2. (2 points) 1 × 1 convolution. In the definition of a convolutional layer, if we have I input
channels, J output channels, and the filter size is chosen to be ∆ = 0, show that the operation
is equivalent to applying a regular dense layer in the channel domain. What is the number of
trainable parameters in this layer?
3. (2 points) The IoU metric.

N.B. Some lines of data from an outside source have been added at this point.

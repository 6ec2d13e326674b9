//! Flattened statement for one execution.

use super::request::ExpressionQueryRequest;
use crate::value::Value;

/// Statement text plus ordered bind parameters, built for one request
#[derive(Debug, Clone)]
pub struct MergedFilter {
    statement: String,
    params: Vec<Value>,
    request: ExpressionQueryRequest,
}

impl MergedFilter {
    pub fn new(request: ExpressionQueryRequest) -> Self {
        Self {
            statement: String::new(),
            params: Vec::new(),
            request,
        }
    }

    /// Append text and the parameters it references
    pub fn append(&mut self, text: &str, params: &[Value]) {
        self.statement.push_str(text);
        self.params.extend_from_slice(params);
    }

    pub fn statement(&self) -> &str {
        &self.statement
    }

    pub fn params(&self) -> &[Value] {
        &self.params
    }

    pub fn request(&self) -> &ExpressionQueryRequest {
        &self.request
    }

    pub fn into_parts(self) -> (String, Vec<Value>) {
        (self.statement, self.params)
    }
}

Recall the definition of the IoU metric (or the Jaccard similarity
index) for comparing bounding boxes.
a. Using elementary properties of sets, prove that the IoU metric between any two pair of
bounding boxes is always a non-negative real number in [0, 1].
b. If we represent each bounding box as a function of the top-left and bottom-right coordinates (assume all coordinates are real numbers) then argue that the IoU metric is
non-differentiable and hence cannot be directly optimized by gradient descent.
4. (4 points) In this programming exercise, we will explore the performance of three different
object detection networks. We will be using Detectron2, Facebook AI’s object detector library;
here is the repository. It will be helpful to go through the excellent tutorial here.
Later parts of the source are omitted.